In October 1895 Gide married his cousin Madeleine, who had earlier refused him. Early in 1896 he was
elected mayor of the commune of La Roque. At 27, he was the youngest mayor in France. He took his
duties seriously but managed to complete Fruits of the Earth. It was published in 1897 and fell
completely flat, although after World War I it was to become Gide’s most popular and influential work. In
the postwar generation, its call to each individual to express fully whatever is in him evoked an
immediate response.
Fyoder Dostoevsky
Dostoevsky’s literary works explore the human condition in the troubled political, social, and spiritual
atmospheres of 19th-century Russia, and engage with a variety of philosophical and religious themes. His
most acclaimed novels include Crime and Punishment (1866), The Idiot (1869), Demons (1872), and The
Brothers Karamazov (1880). His 1864 novella Notes from Underground is considered to be one of the
first works of existentialist literature.[5]

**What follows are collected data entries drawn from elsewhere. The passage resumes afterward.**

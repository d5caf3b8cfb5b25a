//! Errors.

use thiserror::Error;

use crate::Pseudo;

/// Dynamic library handle errors.
///
/// Errors originating from the loader carry its diagnostic text verbatim in `message`.
#[derive(Error, Debug, Clone, PartialEq, Eq)]
pub enum Error {
    /// The loader could not find or load the library.
    #[error("could not load {name}: {message}")]
    LibraryLoad { name: String, message: String },
    /// The symbol is not resolvable in the handle's search scope.
    #[error("unknown symbol \"{name}\": {message}")]
    SymbolNotFound { name: String, message: String },
    /// The handle has already been closed.
    #[error("handle is closed")]
    Closed,
    /// Pseudo-handles are owned by the process and are never released.
    #[error("the {0} pseudo-handle cannot be closed")]
    NotCloseable(Pseudo),
    /// The symbol name is empty or contains a NUL byte.
    #[error("invalid symbol name {0:?}")]
    InvalidSymbolName(String),
    /// The library name contains a NUL byte.
    #[error("invalid library name {0:?}")]
    InvalidLibraryName(String),
    /// The loader failed to release the library. The handle is closed regardless.
    #[error("could not close handle: {message}")]
    Close { message: String },
    /// The platform's loader has no equivalent of the requested feature.
    #[error("{0} is not supported on this platform")]
    Unsupported(&'static str),
}

pub type Result<T, E = Error> = std::result::Result<T, E>;
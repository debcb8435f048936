use tracing::trace;

use crate::core::{Error, Result};
use crate::time::CalendarTimestamp;
use super::util::elapsed_minutes;

/// Cross-checks decoded timestamps against the free-running local clock.
///
/// The gate keeps the last `capacity` (decoded, local) pairs. A sync is only
/// trusted when, between every two adjacent slots, the decoded clock advanced
/// by the same number of minutes as the local clock, give or take one.
#[derive(Debug, Clone)]
pub struct SyncQualityGate {
    decoded: Vec<CalendarTimestamp>,
    local: Vec<CalendarTimestamp>,
    cursor: usize,
    filled: usize,
}

impl Default for SyncQualityGate {
    fn default() -> Self {
        SyncQualityGate::primed(crate::core::DEFAULT_GATE_CAPACITY)
    }
}

impl SyncQualityGate {
    /// Creates a gate holding `capacity` sample pairs, at least two
    pub fn new(capacity: usize) -> Result<Self> {
        if capacity < 2 {
            return Err(Error::config(format!(
                "gate capacity must be at least 2, got {}",
                capacity
            )));
        }
        Ok(Self::primed(capacity))
    }

    fn primed(capacity: usize) -> Self {
        let mut gate = SyncQualityGate {
            decoded: Vec::with_capacity(capacity),
            local: Vec::with_capacity(capacity),
            cursor: 0,
            filled: 0,
        };
        for slot in 0..capacity {
            let (decoded, local) = sentinel(slot);
            gate.decoded.push(decoded);
            gate.local.push(local);
        }
        gate
    }

    /// Stores a pair in the oldest slot
    pub fn add_sample(&mut self, decoded: CalendarTimestamp, local: CalendarTimestamp) {
        self.decoded[self.cursor] = decoded;
        self.local[self.cursor] = local;
        self.cursor = (self.cursor + 1) % self.capacity();
        self.filled = (self.filled + 1).min(self.capacity());
    }

    /// True if decoded and local elapsed minutes agree for every adjacent
    /// pair of slots
    pub fn samples_ok(&self) -> bool {
        (0..self.capacity() - 1).all(|i| {
            let decoded_delta = elapsed_minutes(&self.decoded[i], &self.decoded[i + 1]);
            let local_delta = elapsed_minutes(&self.local[i], &self.local[i + 1]);
            let ok = (decoded_delta - local_delta).abs() <= 1;
            if !ok {
                trace!(slot = i, decoded_delta, local_delta, "Sample deltas disagree");
            }
            ok
        })
    }

    /// Number of real samples stored, up to the capacity
    pub fn len(&self) -> usize {
        self.filled
    }

    pub fn is_empty(&self) -> bool {
        self.filled == 0
    }

    pub fn capacity(&self) -> usize {
        self.decoded.len()
    }

    /// Forgets all samples
    pub fn reset(&mut self) {
        *self = Self::primed(self.capacity());
    }
}

/// Implausible pair for an empty slot. Decoded sentinels differ by years from
/// slot to slot while the local ones stand still, so no pair involving a
/// sentinel can agree.
fn sentinel(slot: usize) -> (CalendarTimestamp, CalendarTimestamp) {
    let i = (slot % 90) as u8;
    (
        CalendarTimestamp::from_raw(i, i, i, i, i, i),
        CalendarTimestamp::from_raw(0, 0, 0, 0, 0, 99),
    )
}
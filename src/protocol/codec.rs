use crate::time::CalendarTimestamp;
use crate::util::{bcd_bits, even_parity};
use super::telegram::Telegram;
use super::{
    DATE_PARITY_BIT, DAY_BITS, HOUR_BITS, HOUR_PARITY_BIT, LEAP_TELEGRAM_BITS, MINUTE_BITS,
    MINUTE_PARITY_BIT, MONTH_BITS, STANDARD_TIME_BIT, START_OF_TIME_BIT, SUMMER_TIME_BIT,
    TELEGRAM_BITS, WEEKDAY_BITS, YEAR_BITS,
};

/// Announces an upcoming leap second
const LEAP_ANNOUNCEMENT_BIT: usize = 19;

/// Flags carried in a telegram besides the calendar fields
#[derive(Debug, Clone, Copy, Default, PartialEq, Eq)]
pub struct TelegramFlags {
    /// Summer time instead of standard time
    pub summer_time: bool,
    /// Minute ends with an inserted leap second
    pub leap_second: bool,
}

/// Builds the telegram broadcast during the minute before `timestamp`.
///
/// Fields are written as-is, including the day of week, so a transmitter may
/// announce a weekday that differs from the computed one.
pub fn encode(timestamp: &CalendarTimestamp, flags: TelegramFlags) -> Telegram {
    let mut bits = [false; LEAP_TELEGRAM_BITS];

    bits[SUMMER_TIME_BIT] = flags.summer_time;
    bits[STANDARD_TIME_BIT] = !flags.summer_time;
    bits[LEAP_ANNOUNCEMENT_BIT] = flags.leap_second;
    bits[START_OF_TIME_BIT] = true;

    write_field(&mut bits, MINUTE_BITS.start, MINUTE_BITS.len(), timestamp.minute());
    bits[MINUTE_PARITY_BIT] = !even_parity(&bits[MINUTE_BITS]);

    write_field(&mut bits, HOUR_BITS.start, HOUR_BITS.len(), timestamp.hour());
    bits[HOUR_PARITY_BIT] = !even_parity(&bits[HOUR_BITS]);

    write_field(&mut bits, DAY_BITS.start, DAY_BITS.len(), timestamp.date());
    write_field(&mut bits, WEEKDAY_BITS.start, WEEKDAY_BITS.len(), timestamp.day_of_week());
    write_field(&mut bits, MONTH_BITS.start, MONTH_BITS.len(), timestamp.month());
    write_field(&mut bits, YEAR_BITS.start, YEAR_BITS.len(), timestamp.year());
    bits[DATE_PARITY_BIT] = !even_parity(&bits[DAY_BITS.start..DATE_PARITY_BIT]);

    let len = if flags.leap_second {
        LEAP_TELEGRAM_BITS
    } else {
        TELEGRAM_BITS
    };
    Telegram::from_array(bits, len)
}

fn write_field(bits: &mut [bool], start: usize, width: usize, value: u8) {
    for (i, bit) in bcd_bits(value, width).into_iter().enumerate() {
        bits[start + i] = bit;
    }
}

Born in Moscow in 1821, Dostoevsky was introduced to literature at an early age through fairy tales and
legends, and through books by Russian and foreign authors. His mother died in 1837 when he was 15,
and around the same time, he left school to enter the Nikolayev Military Engineering Institute. After
graduating, he worked as an engineer and briefly enjoyed a lavish lifestyle, translating books to earn
extra money. In the mid-1840s he wrote his first novel, Poor Folk, which gained him entry into Saint
Petersburg’s literary circles. However, he was arrested in 1849 for belonging to a literary group, the
Petrashevsky Circle, that discussed banned books critical of Tsarist Russia. Dostoevsky was sentenced to
death but the sentence was commuted at the last moment. He spent four years in a Siberian prison
camp, followed by six years of compulsory military service in exile. In the following years, Dostoevsky
worked as a journalist, publishing and editing several magazines of his own and later A Writer’s Diary, a
collection of his writings. He began to travel around western Europe and developed a gambling
addiction, which led to financial hardship. For a time, he had to beg for money, but he eventually
became one of the most widely read and highly regarded Russian writers.